We used functional MRI (fMRI) to assess neural representations of physics concepts (momentum, energy, etc.) in juniors, seniors, and graduate students majoring in physics or engineering. Our goal was to identify the underlying neural dimensions of these representations. Using factor analysis to reduce the number of dimensions of activation, we obtained four physics-related factors that were mapped to sets of voxels. The four factors were interpretable as causal motion visualization, periodicity, algebraic form, and energy flow. The individual concepts were identifiable from their fMRI signatures with a mean rank accuracy of .75 using a machine-learning (multivoxel) classifier.
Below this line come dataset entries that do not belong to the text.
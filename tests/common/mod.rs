//! Common test utilities: ISO9660, raw BIN and cabinet fixture builders.

#![allow(dead_code)]

use std::io::Write;
use tempfile::NamedTempFile;

pub const SECTOR: usize = 2048;
pub const RAW_SECTOR: usize = 2352;

const SYNC: [u8; 12] = [
    0x00, 0xFF, 0xFF, 0xFF, 0xFF, 0xFF, 0xFF, 0xFF, 0xFF, 0xFF, 0xFF, 0x00,
];

struct FixtureFile {
    dir: Option<String>,
    name: String,
    content: Vec<u8>,
    lsn: Option<u32>,
    flags: u8,
}

/// Builds small ISO9660 images: a root directory, optional one-level subdirectories and
/// files placed in either.
pub struct IsoBuilder {
    dirs: Vec<String>,
    files: Vec<FixtureFile>,
    system_id: String,
    volume_id: String,
    volume_set_id: String,
    publisher_id: String,
    preparer_id: String,
    application_id: String,
}

pub const ROOT_LSN: u32 = 18;

impl IsoBuilder {
    pub fn new() -> Self {
        Self {
            dirs: vec![],
            files: vec![],
            system_id: "LINUX".to_string(),
            volume_id: "TEST_VOLUME".to_string(),
            volume_set_id: "TEST_SET".to_string(),
            publisher_id: "ACME PUBLISHING".to_string(),
            preparer_id: "ACME PREPARER".to_string(),
            application_id: "ISOCAB TESTS".to_string(),
        }
    }

    pub fn volume_id(mut self, id: &str) -> Self {
        self.volume_id = id.to_string();
        self
    }

    pub fn add_dir(&mut self, name: &str) -> &mut Self {
        self.dirs.push(name.to_string());
        self
    }

    /// Adds a file to the root directory (`dir == None`) or to a subdirectory.
    pub fn add_file(&mut self, dir: Option<&str>, name: &str, content: &[u8]) -> &mut Self {
        self.push(dir, name, content, None, 0)
    }

    /// Adds a root file whose extent starts at a fixed sector.
    pub fn add_file_at(&mut self, name: &str, lsn: u32, content: &[u8]) -> &mut Self {
        self.push(None, name, content, Some(lsn), 0)
    }

    /// Adds a root entry flagged as an associated file.
    pub fn add_associated(&mut self, name: &str, content: &[u8]) -> &mut Self {
        self.push(None, name, content, None, 0x04)
    }

    fn push(&mut self, dir: Option<&str>, name: &str, content: &[u8], lsn: Option<u32>, flags: u8) -> &mut Self {
        self.files.push(FixtureFile {
            dir: dir.map(str::to_string),
            name: name.to_string(),
            content: content.to_vec(),
            lsn,
            flags,
        });
        self
    }

    /// Returns the image bytes (2048-byte sectors).
    pub fn build(&self) -> Vec<u8> {
        // 16 = PVD, 17 = terminator, 18 = root, then one sector per subdirectory.
        let dir_lsns: Vec<u32> = (0..self.dirs.len() as u32).map(|i| ROOT_LSN + 1 + i).collect();
        let mut next_lsn = ROOT_LSN + 1 + self.dirs.len() as u32;

        let mut file_lsns = vec![];
        for file in &self.files {
            let lsn = file.lsn.unwrap_or(next_lsn);
            let end = lsn + file.content.len().div_ceil(SECTOR).max(1) as u32;
            next_lsn = next_lsn.max(end);
            file_lsns.push(lsn);
        }

        let mut data = vec![0u8; (next_lsn as usize + 1) * SECTOR];

        self.write_pvd(&mut data, next_lsn + 1);

        let term = 17 * SECTOR;
        data[term] = 255;
        data[term + 1..term + 6].copy_from_slice(b"CD001");
        data[term + 6] = 1;

        // Root directory
        let mut off = ROOT_LSN as usize * SECTOR;
        write_record(&mut data, &mut off, ROOT_LSN, SECTOR as u32, 0x02, &[0]);
        write_record(&mut data, &mut off, ROOT_LSN, SECTOR as u32, 0x02, &[1]);
        for (name, lsn) in self.dirs.iter().zip(&dir_lsns) {
            write_record(&mut data, &mut off, *lsn, SECTOR as u32, 0x02, name.as_bytes());
        }
        for (file, lsn) in self.files.iter().zip(&file_lsns) {
            if file.dir.is_none() {
                write_record(&mut data, &mut off, *lsn, file.content.len() as u32, file.flags, file.name.as_bytes());
            }
        }

        // Subdirectories
        for (name, dir_lsn) in self.dirs.iter().zip(&dir_lsns) {
            let mut off = *dir_lsn as usize * SECTOR;
            write_record(&mut data, &mut off, *dir_lsn, SECTOR as u32, 0x02, &[0]);
            write_record(&mut data, &mut off, ROOT_LSN, SECTOR as u32, 0x02, &[1]);
            for (file, lsn) in self.files.iter().zip(&file_lsns) {
                if file.dir.as_deref() == Some(name.as_str()) {
                    write_record(&mut data, &mut off, *lsn, file.content.len() as u32, file.flags, file.name.as_bytes());
                }
            }
        }

        for (file, lsn) in self.files.iter().zip(&file_lsns) {
            let start = *lsn as usize * SECTOR;
            data[start..start + file.content.len()].copy_from_slice(&file.content);
        }

        data
    }

    fn write_pvd(&self, data: &mut [u8], volume_size: u32) {
        let pvd = 16 * SECTOR;
        data[pvd] = 1;
        data[pvd + 1..pvd + 6].copy_from_slice(b"CD001");
        data[pvd + 6] = 1;
        write_padded(&mut data[pvd + 8..pvd + 40], &self.system_id);
        write_padded(&mut data[pvd + 40..pvd + 72], &self.volume_id);
        write_both_u32(&mut data[pvd + 80..], volume_size);
        write_both_u16(&mut data[pvd + 120..], 1);
        write_both_u16(&mut data[pvd + 124..], 1);
        write_both_u16(&mut data[pvd + 128..], SECTOR as u16);

        let mut off = pvd + 156;
        write_record(data, &mut off, ROOT_LSN, SECTOR as u32, 0x02, &[0]);

        write_padded(&mut data[pvd + 190..pvd + 318], &self.volume_set_id);
        write_padded(&mut data[pvd + 318..pvd + 446], &self.publisher_id);
        write_padded(&mut data[pvd + 446..pvd + 574], &self.preparer_id);
        write_padded(&mut data[pvd + 574..pvd + 702], &self.application_id);
    }
}

fn write_padded(dst: &mut [u8], value: &str) {
    dst.fill(b' ');
    dst[..value.len()].copy_from_slice(value.as_bytes());
}

fn write_both_u32(dst: &mut [u8], value: u32) {
    dst[0..4].copy_from_slice(&value.to_le_bytes());
    dst[4..8].copy_from_slice(&value.to_be_bytes());
}

fn write_both_u16(dst: &mut [u8], value: u16) {
    dst[0..2].copy_from_slice(&value.to_le_bytes());
    dst[2..4].copy_from_slice(&value.to_be_bytes());
}

fn write_record(data: &mut [u8], offset: &mut usize, lsn: u32, size: u32, flags: u8, name: &[u8]) {
    let mut len = 33 + name.len();
    len += len % 2;

    let start = *offset;
    data[start] = len as u8;
    write_both_u32(&mut data[start + 2..], lsn);
    write_both_u32(&mut data[start + 10..], size);
    data[start + 25] = flags;
    write_both_u16(&mut data[start + 28..], 1);
    data[start + 32] = name.len() as u8;
    data[start + 33..start + 33 + name.len()].copy_from_slice(name);

    *offset += len;
}

/// Wraps every 2048-byte sector of `iso` into a raw Mode 1 sector.
pub fn to_raw_bin(iso: &[u8]) -> Vec<u8> {
    to_raw_frames(iso, 1, 16)
}

/// Wraps every 2048-byte sector of `iso` into a raw Mode 2 Form 1 sector.
pub fn to_raw_bin_mode2(iso: &[u8]) -> Vec<u8> {
    to_raw_frames(iso, 2, 24)
}

fn to_raw_frames(iso: &[u8], mode: u8, data_offset: usize) -> Vec<u8> {
    let mut raw = Vec::with_capacity(iso.len() / SECTOR * RAW_SECTOR);
    for sector in iso.chunks(SECTOR) {
        let mut frame = vec![0u8; RAW_SECTOR];
        frame[..12].copy_from_slice(&SYNC);
        frame[15] = mode;
        frame[data_offset..data_offset + sector.len()].copy_from_slice(sector);
        // EDC/ECC area, never part of the user data.
        frame[data_offset + SECTOR..].fill(0xEE);
        raw.extend(frame);
    }
    raw
}

/// Writes `bytes` into a temporary file kept alive by the returned handle.
pub fn temp_medium(bytes: &[u8]) -> NamedTempFile {
    let mut file = NamedTempFile::new().expect("temp file");
    file.write_all(bytes).expect("write medium");
    file.flush().expect("flush medium");
    file
}

/// Bytes whose value depends on their position, so misplaced reads are visible.
pub fn pattern(len: usize, seed: u8) -> Vec<u8> {
    (0..len)
        .map(|i| (i as u8).wrapping_mul(31).wrapping_add(seed).wrapping_add((i / SECTOR) as u8))
        .collect()
}

/// Builds an InstallShield header listing `components`, all chained from one table slot.
pub fn cabinet_header(components: &[&str]) -> Vec<u8> {
    const DESCRIPTOR: usize = 0x200;
    const COMPONENT_TABLE: usize = 0x3e + 4 * 71;
    const LISTS: usize = 0x300;
    const COMPONENTS: usize = 0x500;
    const NAMES: usize = 0x800;
    const DESCRIPTOR_SIZE: usize = 0x1000;

    let mut data = vec![0u8; DESCRIPTOR + DESCRIPTOR_SIZE];
    data[0..4].copy_from_slice(b"ISc(");
    data[4..8].copy_from_slice(&0x0100_600Cu32.to_le_bytes());
    data[12..16].copy_from_slice(&(DESCRIPTOR as u32).to_le_bytes());
    data[16..20].copy_from_slice(&(DESCRIPTOR_SIZE as u32).to_le_bytes());

    let desc = &mut data[DESCRIPTOR..];
    if !components.is_empty() {
        desc[COMPONENT_TABLE..COMPONENT_TABLE + 4].copy_from_slice(&(LISTS as u32).to_le_bytes());
    }
    for (i, name) in components.iter().enumerate() {
        let list = LISTS + i * 12;
        let component = COMPONENTS + i * 16;
        let name_off = NAMES + i * 64;
        let next = if i + 1 < components.len() { list + 12 } else { 0 };

        desc[list..list + 4].copy_from_slice(&(name_off as u32).to_le_bytes());
        desc[list + 4..list + 8].copy_from_slice(&(component as u32).to_le_bytes());
        desc[list + 8..list + 12].copy_from_slice(&(next as u32).to_le_bytes());
        desc[component..component + 4].copy_from_slice(&(name_off as u32).to_le_bytes());
        desc[name_off..name_off + name.len()].copy_from_slice(name.as_bytes());
    }

    data
}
Furthermore, there was commonality in participants' neural representation of physics; a classifier trained on data from all but one participant identified the concepts in the left-out participant (mean accuracy = .71 across all nine participant samples). The findings indicate that abstract scientific concepts acquired in an educational setting evoke activation patterns that are identifiable and common, indicating that science education builds abstract knowledge using inherent, repurposed brain systems.